Evaluation of online patient information regarding emergency center utilization
Rachel Truland, B.S.1, Steven Joseph, M.D.2
1Oakland University William Beaumont School of Medicine, Rochester, Michigan
2Department of Emergency Medicine, William Beaumont University Hospital, Royal Oak, Michigan
INTRODUCTION
The decision a patient makes when seeking emergency medical care comes with risks and ambiguity if the right decision is not made. The internet is increasingly accessible to patients, and they often consult an internet search prior to seeking healthcare. The aim of this study is to assess the readability and reliability of online information regarding a patient’s decision to seek emergency care.
METHODS
The phrase ‘should I go to the ER?’ was put in 3 search engines. The first 10 websites from each were identified and screened. A source category was assigned for each. For each website, the quality was assessed using the DISCERN instrument. The readability was assessed using the Flesch Reading Ease Score (FRE), the Flesch-Kincaid grade level (FKGL) and the Gunning Fog Index (GFI). Each website was also surveyed using the WAVE web accessibility evaluation tool to identify potential accessibility errors.
RESULTS
Following screening, twenty websites were included, fourteen healthcare and two each of insurance, news, and government. Fourteen of the websites had a date of publication posted. The median DISCERN score was 53 corresponding to ‘good’ quality.

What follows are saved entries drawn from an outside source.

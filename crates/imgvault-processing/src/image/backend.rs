//! Codec backend contract.
//!
//! The orchestrator never touches pixels. It hands bytes to an [`ImageBackend`]
//! to decode, then asks the backend to resize and re-encode the decoded image.
//! [`RustImageBackend`](super::rust_backend::RustImageBackend) is the production
//! implementation; tests substitute their own to force failures.

use image::DynamicImage;
use imgvault_core::{ImageError, OutputFormat};
use thiserror::Error;

#[derive(Error, Debug)]
pub enum TransformError {
    #[error("Not a decodable image: {0}")]
    Decode(String),

    #[error("Image too large: {width}x{height} exceeds {max} pixels")]
    TooManyPixels { width: u32, height: u32, max: u64 },

    #[error("Encoding failed: {0}")]
    Encode(String),
}

impl From<TransformError> for ImageError {
    fn from(err: TransformError) -> Self {
        ImageError::Processing(err.to_string())
    }
}

/// How the decoded image is fitted into the target box.
#[derive(Debug, Clone, Copy, PartialEq, Eq)]
pub enum CropMode {
    /// Scale down, keeping aspect ratio, until the image fits inside the box.
    Fit,
    /// Scale to cover the box, then cut the center to the box's exact shape.
    CenterCrop,
}

/// Parameters for a single resize + encode pass.
#[derive(Debug, Clone, Copy, PartialEq)]
pub struct EncodeParams {
    pub width: u32,
    pub height: u32,
    /// Quality factor in [0, 1]; ignored by lossless formats.
    pub quality: f32,
    pub format: OutputFormat,
    pub crop: CropMode,
}

/// Trait for image codec backends.
pub trait ImageBackend: Send + Sync {
    /// Decode raw bytes into a pixel buffer.
    fn decode(&self, data: &[u8]) -> Result<DynamicImage, TransformError>;

    /// Resize/crop the decoded image and encode it in the requested format.
    fn resize_and_encode(
        &self,
        img: &DynamicImage,
        params: &EncodeParams,
    ) -> Result<Vec<u8>, TransformError>;
}
//! imgvault CLI: operate an image store directly on the local filesystem.
//!
//! Configuration comes from IMAGES_* environment variables (or a .env file);
//! IMAGES_UPLOAD_ROOT is required.

use std::path::PathBuf;

use anyhow::Context;
use clap::{Parser, Subcommand};
use imgvault_cli::{init_tracing, read_upload, seed_directory};
use imgvault_core::ImageConfig;
use imgvault_services::ImageStorageService;
use serde::Serialize;

#[derive(Parser)]
#[command(name = "imgvault", about = "Store, fetch and delete images with thumbnails")]
struct Cli {
    #[command(subcommand)]
    command: Commands,
}

#[derive(Subcommand)]
enum Commands {
    /// Validate and store an image file
    Store {
        /// Path to the image
        file: PathBuf,
        /// Declared content type (inferred from the extension when omitted)
        #[arg(long)]
        content_type: Option<String>,
    },
    /// Copy a stored image (or its thumbnail) to a file
    Get {
        /// Image identifier
        id: String,
        /// Fetch the thumbnail instead of the resized original
        #[arg(long)]
        thumbnail: bool,
        /// Destination path
        #[arg(long, short)]
        output: PathBuf,
    },
    /// Delete images by URL or identifier
    Delete {
        /// Image URLs, e.g. http://host/api/images/view/{id}.png
        #[arg(required = true)]
        urls: Vec<String>,
    },
    /// List stored image identifiers
    List,
    /// Store every file in a directory
    Seed {
        /// Directory of sample images
        dir: PathBuf,
    },
}

fn print_json(value: &impl Serialize) -> anyhow::Result<()> {
    let out = serde_json::to_string_pretty(value).context("Serialize response")?;
    println!("{}", out);
    Ok(())
}

#[tokio::main]
async fn main() -> anyhow::Result<()> {
    init_tracing();

    let cli = Cli::parse();

    let config = ImageConfig::from_env()
        .context("Failed to load configuration. Set IMAGES_UPLOAD_ROOT")?;
    let service = ImageStorageService::new(config)?;

    match cli.command {
        Commands::Store { file, content_type } => {
            let candidate = read_upload(&file, content_type).await?;
            let id = service.store(candidate).await?;
            print_json(&serde_json::json!({ "id": id }))?;
        }
        Commands::Get {
            id,
            thumbnail,
            output,
        } => {
            let stored = service
                .get(&id, thumbnail)
                .await
                .with_context(|| format!("Image {} not found", id))?;
            let content_type = stored.content_type;
            let data = stored.read_all().await?;
            tokio::fs::write(&output, &data)
                .await
                .with_context(|| format!("Failed to write {}", output.display()))?;
            print_json(&serde_json::json!({
                "id": id,
                "thumbnail": thumbnail,
                "content_type": content_type,
                "size_bytes": data.len(),
                "output": output,
            }))?;
        }
        Commands::Delete { urls } => {
            service.delete_bulk(&urls).await;
            print_json(&serde_json::json!({ "success": true, "requested": urls.len() }))?;
        }
        Commands::List => {
            let ids = service.list_ids().await?;
            print_json(&ids)?;
        }
        Commands::Seed { dir } => {
            let report = seed_directory(&service, &dir).await?;
            print_json(&report)?;
        }
    }

    Ok(())
}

The quality of the website was not dependent on category or whether a publication date was displayed. The median FRE (59.8) corresponded to ‘fairly difficult’ to read. The median FKGL (8.2) and GFI (11.9) corresponded to 8th grade and high school reading levels respectively. The median number of web accessibility errors was 14. The highest quality information was from the National Institutes of Health. The most readable website was from University of Utah Health.
CONCLUSIONS
The readability and reliability of online information for patients about emergency medical care usage is inadequate. Health information websites should guide patients to information that is readable and reliable as well as personalized to their symptoms.